Member of the U.S. House of Representatives from New Jersey's 3rd district
- In office March 4, 1845 – March 3, 1847
- Preceded by: Isaac G. Farlee
- Succeeded by: Joseph E. Edsall

Personal details
- Born: July 3, 1791 Hunterdon County, New Jersey, U.S.
- Died: September 22, 1872 (aged 81) Lambertville, New Jersey, U.S.
- Party: Whig
- Profession: Politician

= John Runk =

American politician

John Runk (July 3, 1791 – September 22, 1872) was an American Whig Party politician, who represented New Jersey's 3rd congressional district in the United States House of Representatives from 1845 to 1847.

Runk was born in Milltown (later, Idell), Hunterdon County, New Jersey. He attended the district schools and took charge of the mills and general store on his father's property in Milltown. He was a member of the Board of Chosen Freeholders from Kingwood Township from 1825 to 1833. He was an unsuccessful candidate for sheriff in 1830, and served as high sheriff of Hunterdon County from 1836 to 1838.
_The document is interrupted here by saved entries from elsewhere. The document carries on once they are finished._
//! Asset processing for production output.

use std::sync::LazyLock;

use regex::{Captures, Regex};

static INLINE_STYLE_RE: LazyLock<Regex> = LazyLock::new(|| {
    Regex::new(r"(?is)(<style[^>]*>)(.*?)(</style>)").expect("Invalid inline style regex")
});

/// Asset pipeline utilities.
pub struct AssetPipeline;

impl AssetPipeline {
    /// Minify CSS using lightningcss.
    pub fn minify_css(css: &str) -> Result<String, String> {
        use lightningcss::stylesheet::{ParserOptions, PrinterOptions, StyleSheet};

        let stylesheet = StyleSheet::parse(css, ParserOptions::default())
            .map_err(|e| format!("CSS parse error: {}", e))?;

        let minified = stylesheet
            .to_css(PrinterOptions {
                minify: true,
                ..Default::default()
            })
            .map_err(|e| format!("CSS minify error: {}", e))?;

        Ok(minified.code)
    }

    /// Minify every inline `<style>` block of an HTML document.
    ///
    /// Blocks that fail to parse are left as written.
    pub fn minify_inline_styles(html: &str) -> String {
        INLINE_STYLE_RE
            .replace_all(html, |caps: &Captures<'_>| {
                let css = &caps[2];
                match Self::minify_css(css) {
                    Ok(minified) => format!("{}{}{}", &caps[1], minified, &caps[3]),
                    Err(e) => {
                        tracing::warn!("Leaving inline style unminified: {}", e);
                        caps[0].to_string()
                    }
                }
            })
            .into_owned()
    }
}
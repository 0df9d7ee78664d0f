//! Template engine for rendering page documents.

use minijinja::{context, Environment};

/// Context for rendering a page document.
#[derive(Debug, Clone, serde::Serialize)]
pub struct Context {
    /// Page title
    pub title: String,
    /// Absolute canonical URL of the page, already serialized by `url`
    pub canonical_url: String,
    /// Rendered page markup
    pub content: String,
    /// Stylesheets inlined into the head
    pub styles: Vec<String>,
}

/// Template engine using minijinja.
pub struct TemplateEngine {
    env: Environment<'static>,
}

impl TemplateEngine {
    /// Create a new template engine with the default document template.
    pub fn new() -> Self {
        let mut env = Environment::new();

        env.add_template("page.html", PAGE_TEMPLATE)
            .expect("Failed to add page template");

        Self { env }
    }

    /// Render a page document.
    pub fn render_page(&self, context: &Context) -> Result<String, minijinja::Error> {
        let tmpl = self.env.get_template("page.html")?;

        tmpl.render(context! {
            title => &context.title,
            canonical_url => &context.canonical_url,
            content => &context.content,
            styles => &context.styles,
        })
    }
}

impl Default for TemplateEngine {
    fn default() -> Self {
        Self::new()
    }
}

const PAGE_TEMPLATE: &str = r##"<!DOCTYPE html>
<html lang="en">
<head>
  <meta charset="utf-8">
  <meta name="viewport" content="width=device-width, initial-scale=1">
  <title>{{ title }}</title>
  <link rel="canonical" href="{{ canonical_url | safe }}">
  {% for style in styles %}<style>{{ style | safe }}</style>
  {% endfor %}
</head>
<body>
{{ content | safe }}
</body>
</html>"##;
use serde::{Deserialize, Serialize};
use std::fmt;
use std::str::FromStr;
use ts_rs::TS;

#[derive(Debug, Clone, PartialEq, Eq, thiserror::Error)]
#[error("unknown {kind}: {value:?}")]
pub struct ParseSettingError {
    pub kind: &'static str,
    pub value: String,
}

impl ParseSettingError {
    pub fn new(kind: &'static str, value: &str) -> Self {
        Self {
            kind,
            value: value.to_string(),
        }
    }
}

#[derive(Debug, Clone, Copy, PartialEq, Eq, Default, Serialize, Deserialize, TS)]
#[ts(export)]
#[serde(rename_all = "UPPERCASE")]
pub enum Currency {
    Eur,
    #[default]
    Usd,
    Gbp,
}

impl Currency {
    pub const ALL: [Currency; 3] = [Currency::Eur, Currency::Usd, Currency::Gbp];

    pub fn code(&self) -> &'static str {
        match self {
            Currency::Eur => "EUR",
            Currency::Usd => "USD",
            Currency::Gbp => "GBP",
        }
    }

    pub fn symbol(&self) -> &'static str {
        match self {
            Currency::Eur => "€",
            Currency::Usd => "$",
            Currency::Gbp => "£",
        }
    }

    pub fn name(&self) -> &'static str {
        match self {
            Currency::Eur => "Euro",
            Currency::Usd => "US Dollar",
            Currency::Gbp => "British Pound",
        }
    }
}

impl fmt::Display for Currency {
    fn fmt(&self, f: &mut fmt::Formatter<'_>) -> fmt::Result {
        f.write_str(self.code())
    }
}

impl FromStr for Currency {
    type Err = ParseSettingError;

    fn from_str(s: &str) -> Result<Self, Self::Err> {
        Currency::ALL
            .into_iter()
            .find(|c| c.code().eq_ignore_ascii_case(s.trim()))
            .ok_or_else(|| ParseSettingError::new("currency", s))
    }
}

/// Number-format locale
#[derive(Debug, Clone, Copy, PartialEq, Eq, Default, Serialize, Deserialize, TS)]
#[ts(export)]
pub enum Locale {
    #[serde(rename = "de-DE")]
    DeDe,
    #[default]
    #[serde(rename = "en-US")]
    EnUs,
    #[serde(rename = "en-GB")]
    EnGb,
}

impl Locale {
    pub const ALL: [Locale; 3] = [Locale::DeDe, Locale::EnUs, Locale::EnGb];

    pub fn code(&self) -> &'static str {
        match self {
            Locale::DeDe => "de-DE",
            Locale::EnUs => "en-US",
            Locale::EnGb => "en-GB",
        }
    }

    pub fn name(&self) -> &'static str {
        match self {
            Locale::DeDe => "German",
            Locale::EnUs => "English (US)",
            Locale::EnGb => "English (UK)",
        }
    }

    /// Grouping and decimal separators
    pub fn separators(&self) -> (char, char) {
        match self {
            Locale::DeDe => ('.', ','),
            Locale::EnUs | Locale::EnGb => (',', '.'),
        }
    }

    /// Whether the currency symbol follows the amount
    pub fn symbol_after(&self) -> bool {
        matches!(self, Locale::DeDe)
    }
}

impl fmt::Display for Locale {
    fn fmt(&self, f: &mut fmt::Formatter<'_>) -> fmt::Result {
        f.write_str(self.code())
    }
}

impl FromStr for Locale {
    type Err = ParseSettingError;

    fn from_str(s: &str) -> Result<Self, Self::Err> {
        Locale::ALL
            .into_iter()
            .find(|l| l.code().eq_ignore_ascii_case(s.trim()))
            .ok_or_else(|| ParseSettingError::new("locale", s))
    }
}

#[derive(Debug, Clone, Copy, PartialEq, Eq, Default, Serialize, Deserialize, TS)]
#[ts(export)]
pub enum DateFormat {
    #[serde(rename = "dd/MM/yyyy")]
    DayMonthYear,
    #[default]
    #[serde(rename = "MM/dd/yyyy")]
    MonthDayYear,
    #[serde(rename = "yyyy-MM-dd")]
    Iso,
}

impl DateFormat {
    pub const ALL: [DateFormat; 3] = [
        DateFormat::DayMonthYear,
        DateFormat::MonthDayYear,
        DateFormat::Iso,
    ];

    pub fn code(&self) -> &'static str {
        match self {
            DateFormat::DayMonthYear => "dd/MM/yyyy",
            DateFormat::MonthDayYear => "MM/dd/yyyy",
            DateFormat::Iso => "yyyy-MM-dd",
        }
    }

    pub fn name(&self) -> &'static str {
        match self {
            DateFormat::DayMonthYear => "DD/MM/YYYY",
            DateFormat::MonthDayYear => "MM/DD/YYYY",
            DateFormat::Iso => "YYYY-MM-DD",
        }
    }

    /// chrono format string
    pub fn pattern(&self) -> &'static str {
        match self {
            DateFormat::DayMonthYear => "%d/%m/%Y",
            DateFormat::MonthDayYear => "%m/%d/%Y",
            DateFormat::Iso => "%Y-%m-%d",
        }
    }
}

impl fmt::Display for DateFormat {
    fn fmt(&self, f: &mut fmt::Formatter<'_>) -> fmt::Result {
        f.write_str(self.code())
    }
}

impl FromStr for DateFormat {
    type Err = ParseSettingError;

    fn from_str(s: &str) -> Result<Self, Self::Err> {
        let wanted = s.trim();
        DateFormat::ALL
            .into_iter()
            .find(|f| f.code() == wanted || f.name().eq_ignore_ascii_case(wanted))
            .ok_or_else(|| ParseSettingError::new("date format", s))
    }
}

/// Display preferences shared by every view
#[derive(Debug, Clone, Copy, PartialEq, Eq, Default, Serialize, Deserialize, TS)]
#[ts(export)]
#[serde(rename_all = "camelCase", default)]
pub struct DisplaySettings {
    pub currency: Currency,
    pub locale: Locale,
    pub date_format: DateFormat,
}

#[cfg(test)]
mod tests {
    use super::*;

    #[test]
    fn test_settings_wire_format() {
        let settings = DisplaySettings {
            currency: Currency::Eur,
            locale: Locale::DeDe,
            date_format: DateFormat::DayMonthYear,
        };
        let json = serde_json::to_value(settings).unwrap();
        assert_eq!(
            json,
            serde_json::json!({
                "currency": "EUR",
                "locale": "de-DE",
                "dateFormat": "dd/MM/yyyy"
            })
        );
    }

    #[test]
    fn test_partial_settings_fill_defaults() {
        let settings: DisplaySettings = serde_json::from_str(r#"{"currency": "GBP"}"#).unwrap();
        assert_eq!(settings.currency, Currency::Gbp);
        assert_eq!(settings.locale, Locale::EnUs);
        assert_eq!(settings.date_format, DateFormat::MonthDayYear);
    }

    #[test]
    fn test_parse_codes() {
        assert_eq!("eur".parse::<Currency>().unwrap(), Currency::Eur);
        assert_eq!("en-GB".parse::<Locale>().unwrap(), Locale::EnGb);
        assert_eq!("YYYY-MM-DD".parse::<DateFormat>().unwrap(), DateFormat::Iso);
        let err = "JPY".parse::<Currency>().unwrap_err();
        assert_eq!(err.to_string(), "unknown currency: \"JPY\"");
    }
}
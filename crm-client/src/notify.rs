/// Where failed mutations are reported
pub trait Notifier: Send + Sync {
    fn error(&self, message: &str);
}

/// Logs through `tracing`
#[derive(Debug, Default, Clone, Copy)]
pub struct TracingNotifier;

impl Notifier for TracingNotifier {
    fn error(&self, message: &str) {
        tracing::error!("{}", message);
    }
}

/// Prints to stderr, for the terminal front-end
#[derive(Debug, Default, Clone, Copy)]
pub struct StderrNotifier;

impl Notifier for StderrNotifier {
    fn error(&self, message: &str) {
        eprintln!("Error: {}", message);
    }
}
pub mod contacts;
pub mod deals;
pub mod tasks;

use actix_web::{get, web, HttpResponse, Responder};
use std::sync::Arc;

use crate::database::Database;
use crate::error::ApiError;

#[get("/health")]
async fn health(db: web::Data<Arc<Database>>) -> impl Responder {
    match db.ping().await {
        Ok(()) => HttpResponse::Ok().json(serde_json::json!({
            "status": "healthy",
            "database": "connected"
        })),
        Err(e) => {
            tracing::error!("Health check failed: {}", e);
            HttpResponse::InternalServerError().json(serde_json::json!({
                "status": "unhealthy",
                "database": "disconnected"
            }))
        }
    }
}

/// Unparseable or missing JSON bodies are client errors.
pub fn json_config() -> web::JsonConfig {
    web::JsonConfig::default().error_handler(|err, _req| {
        ApiError::bad_request(format!("Invalid request body: {}", err)).into()
    })
}

/// Registers every route; shared by the binary and the integration tests.
pub fn configure(cfg: &mut web::ServiceConfig) {
    cfg.app_data(json_config())
        .service(health)
        .route("/api/contacts", web::get().to(contacts::list_contacts))
        .route("/api/contacts", web::post().to(contacts::create_contact))
        .route("/api/contacts/{id}", web::get().to(contacts::get_contact))
        .route("/api/contacts/{id}", web::put().to(contacts::update_contact))
        .route("/api/contacts/{id}", web::delete().to(contacts::delete_contact))
        .route("/api/deals", web::get().to(deals::list_deals))
        .route("/api/deals", web::post().to(deals::create_deal))
        .route("/api/deals/{id}", web::get().to(deals::get_deal))
        .route("/api/deals/{id}", web::put().to(deals::update_deal))
        .route("/api/deals/{id}", web::delete().to(deals::delete_deal))
        .route("/api/tasks", web::get().to(tasks::list_tasks))
        .route("/api/tasks", web::post().to(tasks::create_task))
        .route("/api/tasks/{id}", web::get().to(tasks::get_task))
        .route("/api/tasks/{id}", web::put().to(tasks::update_task))
        .route("/api/tasks/{id}", web::delete().to(tasks::delete_task));
}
Runk was elected as a Whig to the Twenty-ninth United States Congress (March 4, 1845 – March 3, 1847) in an election he won by just 16 votes. His opponent Isaac G. Farlee contested the election on the grounds that Princeton students, ineligible due to residency, had swung the election. A majority of the investigating committee found in Runk's favor, but when his case came before the full House, a motion to remove him and leave the seat vacant failed only after the Speaker cast a tie-breaking vote in his favor, making this the closest contested election in the history of the House. He was an unsuccessful candidate for reelection in 1846, and ran unsuccessfully against Democrat George F. Fort for Governor of New Jersey in 1850.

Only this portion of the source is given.